Assignment => Repeat the lines from the line with "assert_eq!(events, vec![(5, 0, 1), (5, 1, 1)]);" to the line with "let a = timeline(1, vec![child(1, 1, -1, 0), deleted(1, 2, 4)]);" in the listing below, keeping both end lines and adding nothing.
+++
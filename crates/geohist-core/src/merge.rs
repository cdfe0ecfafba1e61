//! K-way merge of child transitions inside a validity window.
//!
//! Every referenced position gets its own cursor into its child's timeline.
//! A min-heap keyed by each lane's next pending timestamp yields transitions
//! in global chronological order without materializing the cross product of
//! timelines. Ties are broken by position so the stream is deterministic.

use crate::feature::Child;
use crate::timeline::Timeline;
use crate::window::ValidityWindow;
use chrono::{DateTime, Utc};
use std::cmp::Reverse;
use std::collections::BinaryHeap;

/// One child version transition at a reference position.
#[derive(Debug, Clone, Copy)]
pub struct Event<'a, C> {
    /// When the new version took effect
    pub timestamp: DateTime<Utc>,
    /// Index into the parent's reference list
    pub position: usize,
    /// The new version
    pub version: &'a C,
}

impl<C: Child> Event<'_, C> {
    /// State the position moves to; `None` for a deletion.
    #[must_use]
    pub fn state(&self) -> Option<&C> {
        self.version.visible().then_some(self.version)
    }
}

struct Lane<'a, C> {
    position: usize,
    timeline: &'a Timeline<C>,
    cursor: usize,
}

/// Iterator over the transitions of all tracked positions, in time order.
pub struct EventMerger<'a, C> {
    window: ValidityWindow,
    lanes: Vec<Lane<'a, C>>,
    heap: BinaryHeap<Reverse<(DateTime<Utc>, usize)>>,
}

impl<'a, C: Child> EventMerger<'a, C> {
    /// Merge the timelines of every position; `None` positions are not tracked.
    #[must_use]
    pub fn new(window: ValidityWindow, timelines: &[Option<&'a Timeline<C>>]) -> Self {
        let mut merger = Self {
            window,
            lanes: Vec::with_capacity(timelines.len()),
            heap: BinaryHeap::with_capacity(timelines.len()),
        };

        for (position, timeline) in timelines.iter().enumerate() {
            let Some(timeline) = timeline else {
                continue;
            };

            let lane = merger.lanes.len();
            merger.lanes.push(Lane {
                position,
                timeline,
                cursor: timeline.position_after(window.start),
            });
            merger.schedule(lane);
        }

        merger
    }

    /// Push the lane's next transition onto the heap if it lies in the window.
    fn schedule(&mut self, lane: usize) {
        let Lane {
            timeline, cursor, ..
        } = &self.lanes[lane];

        if let Some(next) = timeline.versions().get(*cursor) {
            if self.window.admits_transition(next.timestamp()) {
                self.heap.push(Reverse((next.timestamp(), lane)));
            }
        }
    }
}

impl<'a, C: Child> Iterator for EventMerger<'a, C> {
    type Item = Event<'a, C>;

    fn next(&mut self) -> Option<Self::Item> {
        let Reverse((timestamp, lane)) = self.heap.pop()?;

        let entry = &mut self.lanes[lane];
        let timeline: &'a Timeline<C> = entry.timeline;
        let version = &timeline.versions()[entry.cursor];
        let position = entry.position;
        entry.cursor += 1;

        self.schedule(lane);

        Some(Event {
            timestamp,
            position,
            version,
        })
    }
}

#[cfg(test)]
mod tests {
    use super::*;
    use crate::feature::FeatureId;
    use crate::timeline::tests::{child, deleted, ts, TestChild};

    fn timeline(id: i64, versions: Vec<TestChild>) -> Timeline<TestChild> {
        Timeline::build(FeatureId::node(id), versions).unwrap()
    }

    fn collect(
        window: ValidityWindow,
        timelines: &[Option<&Timeline<TestChild>>],
    ) -> Vec<(i64, usize, u32)> {
        EventMerger::new(window, timelines)
            .map(|e| {
                (
                    e.timestamp.timestamp() - ts(0).timestamp(),
                    e.position,
                    e.version.version,
                )
            })
            .collect()
    }

    #[test]
    fn merges_in_chronological_order() {
        let a = timeline(1, vec![child(1, 1, -5, 0), child(1, 2, 3, 0), child(1, 3, 9, 0)]);
        let b = timeline(2, vec![child(2, 1, -5, 0), child(2, 2, 6, 0)]);

        let events = collect(ValidityWindow::new(ts(0), None), &[Some(&a), Some(&b)]);
        assert_eq!(events, vec![(3, 0, 2), (6, 1, 2), (9, 0, 3)]);
    }

    #[test]
    fn clips_to_window() {
        let a = timeline(
            1,
            vec![
                child(1, 1, -5, 0),
                child(1, 2, 0, 0),
                child(1, 3, 4, 0),
                child(1, 4, 10, 0),
                child(1, 5, 12, 0),
            ],
        );

        let events = collect(ValidityWindow::new(ts(0), Some(ts(10))), &[Some(&a)]);
        assert_eq!(events, vec![(4, 0, 3)]);
    }

    #[test]
    fn ties_are_separate_events_in_position_order() {
        let a = timeline(1, vec![child(1, 1, 5, 0)]);
        let b = timeline(2, vec![child(2, 1, 5, 0)]);

        let events = collect(ValidityWindow::new(ts(0), None), &[Some(&b), Some(&a)]);
        assert_eq!(events, vec![(5, 0, 1), (5, 1, 1)]);
    }

    #[test]
    fn repeated_reference_gets_own_cursor() {
        let a = timeline(1, vec![child(1, 1, -1, 0), child(1, 2, 2, 0)]);

        let events = collect(ValidityWindow::new(ts(0), None), &[Some(&a), None, Some(&a)]);
        assert_eq!(events, vec![(2, 0, 2), (2, 2, 2)]);
    }

    #[test]
    fn deletion_event_has_no_state() {
        let a = timeline(1, vec![child(1, 1, -1, 0), deleted(1, 2, 4)]);

        let window = ValidityWindow::new(ts(0), None);
        let timelines = [Some(&a)];
        let events: Vec<_> = EventMerger::new(window, &timelines).collect();

        assert_eq!(events.len(), 1);
        assert!(events[0].state().is_none());
    }

    #[test]
    fn empty_window_yields_nothing() {
        let a = timeline(1, vec![child(1, 1, 5, 0)]);
        let events = collect(ValidityWindow::new(ts(10), Some(ts(3))), &[Some(&a)]);
        assert!(events.is_empty());
    }
}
+++
Answer =>
        assert_eq!(events, vec![(5, 0, 1), (5, 1, 1)]);
    }

    #[test]
    fn repeated_reference_gets_own_cursor() {
        let a = timeline(1, vec![child(1, 1, -1, 0), child(1, 2, 2, 0)]);

        let events = collect(ValidityWindow::new(ts(0), None), &[Some(&a), None, Some(&a)]);
        assert_eq!(events, vec![(2, 0, 2), (2, 2, 2)]);
    }

    #[test]
    fn deletion_event_has_no_state() {
        let a = timeline(1, vec![child(1, 1, -1, 0), deleted(1, 2, 4)]);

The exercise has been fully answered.